During the current U.N.-backed war crimes tribunal, Ieng Sary’s defense lawyers said his amnesty should stand and he should not be on trial at all.
“Mr. Ieng Sary has abided by all of the conditions of the amnesty, and the amnesty itself as I have indicated brought fruit," said defense lawyer Michael Karnavas. "The very fruit that it was intended to bring. Peace to Cambodia, because as after that the rest either put down their arms or just gave up.”
Ieng Sary is one of four surviving leaders appearing before the tribunal in its second, and likely last, case prosecuting the crimes of the Khmer Rouge movement. The three other defendants are Nuon Chea, also known as Brother Number Two, who is considered the movement’s chief ideologue; Khieu Samphan, the head of state; and Ieng Thirith, the social affairs minister.
The defendants deny they committed any of an array of offenses, including genocide, war crimes, and crimes against humanity.
The court says the Khmer Rouge caused the deaths of as many as 2.2 million people between 1975 and 1979. The four defendants are essentially on trial for devising the policies that led to so many deaths.
The tribunal’s international deputy prosecutor William Smith rejected the defense arguments.

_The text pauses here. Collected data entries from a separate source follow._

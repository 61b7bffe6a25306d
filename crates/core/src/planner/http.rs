//! HTTP planner backend
//!
//! Posts each prompt as JSON to an operator-configured endpoint:
//!
//! ```json
//! {"system": "...", "prompt": "...", "max_tokens": 1500}
//! ```
//!
//! and accepts either `{"text": "..."}` or a plain-text body as the reply.
//! A bearer token is sent when configured.

use super::{Completion, Prompt};
use crate::errors::PlannerError;
use async_trait::async_trait;
use serde::{Deserialize, Serialize};
use tracing::{debug, instrument};

/// Environment variable holding the bearer token for the planner endpoint
pub const TOKEN_ENV: &str = "SINSTALLER_PLANNER_TOKEN";

#[derive(Debug, Serialize)]
struct CompletionRequest<'a> {
    system: &'a str,
    prompt: &'a str,
    max_tokens: u32,
}

#[derive(Debug, Deserialize)]
struct CompletionReply {
    text: String,
}

#[derive(Debug, Clone)]
pub struct HttpCompletion {
    client: reqwest::Client,
    endpoint: String,
    token: Option<String>,
}

impl HttpCompletion {
    pub fn new(endpoint: impl Into<String>, token: Option<String>) -> Self {
        Self {
            client: reqwest::Client::new(),
            endpoint: endpoint.into(),
            token,
        }
    }

    /// Backend for `endpoint` using the token from [`TOKEN_ENV`], if set
    pub fn from_env(endpoint: impl Into<String>) -> Self {
        let token = std::env::var(TOKEN_ENV).ok().filter(|t| !t.is_empty());
        Self::new(endpoint, token)
    }
}

#[async_trait]
impl Completion for HttpCompletion {
    #[instrument(skip_all, fields(endpoint = %self.endpoint))]
    async fn complete(&self, prompt: &Prompt) -> Result<String, PlannerError> {
        let body = CompletionRequest {
            system: &prompt.system,
            prompt: &prompt.user,
            max_tokens: prompt.max_tokens,
        };

        let mut request = self.client.post(&self.endpoint).json(&body);
        if let Some(token) = &self.token {
            request = request.bearer_auth(token);
        }

        let response = request.send().await.map_err(|e| {
            let message = if e.is_timeout() {
                format!("Request timeout for planner endpoint {}", self.endpoint)
            } else if e.is_connect() {
                format!("Connection failed for planner endpoint {}", self.endpoint)
            } else {
                format!("Planner request to {} failed: {}", self.endpoint, e)
            };
            PlannerError::Request { message }
        })?;

        let status = response.status();
        let text = response.text().await.map_err(|e| PlannerError::Request {
            message: format!("Failed to read planner reply: {}", e),
        })?;

        if !status.is_success() {
            return Err(PlannerError::Request {
                message: format!("Planner endpoint returned {}: {}", status, text.trim()),
            });
        }

        let reply = match serde_json::from_str::<CompletionReply>(&text) {
            Ok(parsed) => parsed.text,
            Err(_) => text,
        };
        if reply.trim().is_empty() {
            return Err(PlannerError::Request {
                message: "Planner endpoint returned an empty reply".to_string(),
            });
        }
        debug!(bytes = reply.len(), "Planner replied");
        Ok(reply)
    }
}

#[cfg(test)]
mod tests {
    use super::*;
    use wiremock::matchers::{body_json, header, method, path};
    use wiremock::{Mock, MockServer, ResponseTemplate};

    fn prompt() -> Prompt {
        Prompt {
            system: "sys".to_string(),
            user: "analyze".to_string(),
            max_tokens: 10,
        }
    }

    #[tokio::test]
    async fn test_json_reply_with_bearer_token() {
        let server = MockServer::start().await;
        Mock::given(method("POST"))
            .and(path("/plan"))
            .and(header("authorization", "Bearer s3cret"))
            .and(body_json(serde_json::json!({
                "system": "sys", "prompt": "analyze", "max_tokens": 10
            })))
            .respond_with(ResponseTemplate::new(200).set_body_json(serde_json::json!({"text": "It is a Python server"})))
            .mount(&server)
            .await;

        let backend = HttpCompletion::new(format!("{}/plan", server.uri()), Some("s3cret".to_string()));
        assert_eq!(backend.complete(&prompt()).await.unwrap(), "It is a Python server");
    }

    #[tokio::test]
    async fn test_plain_text_reply() {
        let server = MockServer::start().await;
        Mock::given(method("POST"))
            .respond_with(ResponseTemplate::new(200).set_body_string("```json\n{}\n```"))
            .mount(&server)
            .await;

        let backend = HttpCompletion::new(server.uri(), None);
        assert_eq!(backend.complete(&prompt()).await.unwrap(), "```json\n{}\n```");
    }

    #[tokio::test]
    async fn test_error_status_is_request_error() {
        let server = MockServer::start().await;
        Mock::given(method("POST"))
            .respond_with(ResponseTemplate::new(503).set_body_string("overloaded"))
            .mount(&server)
            .await;

        let err = HttpCompletion::new(server.uri(), None)
            .complete(&prompt())
            .await
            .unwrap_err();
        assert!(err.to_string().contains("503"));
        assert!(err.to_string().contains("overloaded"));
    }
}
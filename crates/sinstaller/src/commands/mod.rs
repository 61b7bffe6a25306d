//! Command implementations
//!
//! Each subcommand returns whether it succeeded. Results go to stdout, as a
//! single JSON object `{"success": bool, ...}` with `--output json` or as a
//! human-readable summary otherwise. Logs stay on stderr.

pub mod delete;
pub mod install;
pub mod list;
pub mod update;

use crate::cli::{CliContext, OutputFormat};
use anyhow::Result;
use serde::Serialize;
use serde_json::{Map, Value};
use sinstaller_core::errors::SinstallerError;
use sinstaller_core::lifecycle::InstallationManager;
use sinstaller_core::process::SystemCommandRunner;

/// Orchestrator over the real git and container runtime binaries
pub(crate) fn manager(context: &CliContext) -> InstallationManager<SystemCommandRunner> {
    InstallationManager::new(&context.config, SystemCommandRunner::new())
}

/// `{"success": .., "error": .., <body fields>}`
pub(crate) fn envelope<T: Serialize>(success: bool, error: Option<&str>, body: &T) -> Result<Value> {
    let mut object = Map::new();
    object.insert("success".to_string(), Value::Bool(success));
    if let Some(error) = error {
        object.insert("error".to_string(), Value::String(error.to_string()));
    }
    match serde_json::to_value(body)? {
        Value::Object(fields) => object.extend(fields),
        Value::Null => {}
        other => {
            object.insert("result".to_string(), other);
        }
    }
    Ok(Value::Object(object))
}

pub(crate) fn print_json(value: &Value) -> Result<()> {
    println!("{}", serde_json::to_string_pretty(value)?);
    Ok(())
}

/// Extra failure fields: `raw_response` for a rejected plan
fn failure_details(err: &anyhow::Error) -> Value {
    match err
        .downcast_ref::<SinstallerError>()
        .and_then(SinstallerError::raw_response)
    {
        Some(raw) => serde_json::json!({ "raw_response": raw }),
        None => Value::Null,
    }
}

/// Render an operation error in the selected output format
pub(crate) fn report_failure(context: &CliContext, err: &anyhow::Error) -> Result<()> {
    tracing::debug!("Operation failed: {:?}", err);
    match context.output {
        OutputFormat::Json => print_json(&envelope(
            false,
            Some(err.to_string().as_str()),
            &failure_details(err),
        )?),
        OutputFormat::Text => {
            eprintln!("{}", crate::ui::summary::failure(&err.to_string()));
            Ok(())
        }
    }
}
impl<R: CommandRunner> Tools<R> {
    /// Fresh checkout of `reference` at `dir`, replacing any previous tree
    ///
    /// Returns the build context inside the checkout.
    fn checkout(
        &self,
        reference: &RepositoryReference,
        servers_dir: &Path,
        dir: &Path,
    ) -> Result<PathBuf> {
        if dir.exists() {
            warn!("Removing existing installation at {}", dir.display());
            std::fs::remove_dir_all(dir).map_err(|source| LifecycleError::Filesystem {
                path: dir.to_path_buf(),
                source,
            })?;
        }
        std::fs::create_dir_all(servers_dir).map_err(|source| LifecycleError::Filesystem {
            path: servers_dir.to_path_buf(),
            source,
        })?;

        self.git.fetch(reference, dir)?;
        info!("Cloned {} into {}", reference, dir.display());

        let source_dir = reference.source_dir(dir);
        ensure_within_checkout(dir, &source_dir)?;
        Ok(source_dir)
    }

    /// Pull and rebuild from the recorded metadata
    fn refresh(&self, name: &str, dir: &Path) -> Result<(BuildOutcome, InstallationMetadata)> {
        let mut record = match metadata::load(dir) {
            Ok(record) => record,
            Err(MetadataError::NotFound { .. }) => {
                return Err(LifecycleError::MissingMetadata {
                    name: name.to_string(),
                }
                .into())
            }
            Err(MetadataError::Corrupt { message, .. }) => {
                return Err(LifecycleError::CorruptMetadata {
                    name: name.to_string(),
                    message,
                }
                .into())
            }
            Err(other) => return Err(other.into()),
        };

        self.git.refresh(dir)?;
        let build = BuildExecutor::new(&self.runtime, self.kind).rebuild(&mut record, dir)?;
        Ok((build, record))
    }

    fn cleanup(&self, name: &str, dir: &Path) -> Vec<CleanupOutcome> {
        let (container_name, image_name) = match metadata::load(dir) {
            Ok(record) => (record.container_name, record.image_name),
            Err(e) => {
                warn!("Cleaning up {} without metadata: {}", name, e);
                (fallback_container_name(name), fallback_image_name(name))
            }
        };

        let mut outcomes = vec![
            self.runtime.remove_container_if_present(&container_name),
            self.runtime.remove_image_if_present(&image_name),
        ];
        outcomes.push(match std::fs::remove_dir_all(dir) {
            Ok(()) => CleanupOutcome::removed(ResourceKind::Repository, dir.display().to_string()),
            Err(e) => CleanupOutcome::Error {
                kind: ResourceKind::Repository,
                message: e.to_string(),
            },
        });
        outcomes
    }

    fn list(&self, servers_dir: &Path) -> Result<ListReport> {
        let mut dirs = Vec::new();
        if servers_dir.is_dir() {
            let entries = std::fs::read_dir(servers_dir).map_err(|source| LifecycleError::Filesystem {
                path: servers_dir.to_path_buf(),
                source,
            })?;
            dirs = entries
                .filter_map(|entry| entry.ok().map(|e| e.path()))
                .filter(|path| path.is_dir())
                .collect();
            dirs.sort();
        }

        let servers: Vec<ListEntry> = dirs.iter().map(|dir| self.describe(dir)).collect();
        let message = servers.is_empty().then(|| EMPTY_LISTING_MESSAGE.to_string());
        Ok(ListReport {
            count: servers.len(),
            servers,
            message,
        })
    }

    fn describe(&self, dir: &Path) -> ListEntry {
        let name = dir
            .file_name()
            .map(|n| n.to_string_lossy().into_owned())
            .unwrap_or_default();

        match metadata::load(dir) {
            Ok(record) => ListEntry::Ok(ServerSummary {
                repository: self
                    .git
                    .remote_url(dir)
                    .unwrap_or_else(|| "unknown".to_string()),
                transport: record.transport_type.as_str().to_uppercase(),
                ports: (!record.ports.is_empty()).then_some(record.ports),
                required_secrets: record.required_secrets,
                created: record.created_at.to_rfc3339(),
                name,
            }),
            Err(MetadataError::NotFound { .. }) => ListEntry::Error(BrokenInstallation {
                name,
                error: "Missing metadata.json (corrupted installation)".to_string(),
            }),
            Err(MetadataError::Corrupt { message, .. }) => ListEntry::Error(BrokenInstallation {
                name,
                error: format!("Failed to read metadata ({})", message),
            }),
            Err(other) => ListEntry::Error(BrokenInstallation {
                name,
                error: format!("Failed to read metadata ({})", other),
            }),
        }
    }
}

/// Reject a build context that resolves outside the checkout through a symlink
fn ensure_within_checkout(checkout: &Path, source_dir: &Path) -> Result<()> {
    let (Ok(root), Ok(context)) = (checkout.canonicalize(), source_dir.canonicalize()) else {
        return Ok(());
    };
    if context.starts_with(&root) {
        Ok(())
    } else {
        Err(LifecycleError::SourceOutsideCheckout {
            path: source_dir.to_path_buf(),
        }
        .into())
    }
}

type LockMap = Mutex<HashMap<String, Arc<AsyncMutex<()>>>>;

He said one error was the defense’s submission that it knew of no international law that said a state is compelled to prosecute serious crimes such as genocide.
Smith cited Article 1 of the Genocide Convention, which specifically compels states to punish that crime.
“To conclude, your honors, we submit the decree did not and nor was it intended, to provide an amnesty for genocide and other crimes in the future,” Smith said.
U.S. Ambassador for War Crimes Stephen Rapp told journalists this case shows when crimes of such a nature are committed, justice has to be done.
“And it may not be achieved the next day or the next year, but that it needs to eventually result in a trial," Rapp said. "And this case I think sends a signal around the world now, where there are more and more institutions like this one that are dealing with allegations of grave atrocities, that others who may commit crimes like these men were accused and this woman is accused of committing will also face their day in court.”
The hearings this week are procedural, and the trial is expected to start later this year.
One complication is that the four defendants are elderly, between 79 and 85 years old, and none is in robust health. The trial will likely take several years, and there are fears one or more could die before it ends.
But new rules mean the court can hand down convictions or acquittals as the trial progresses, which means even if a defendant dies during the hearing, they would still be convicted or acquitted of the most serious of crimes.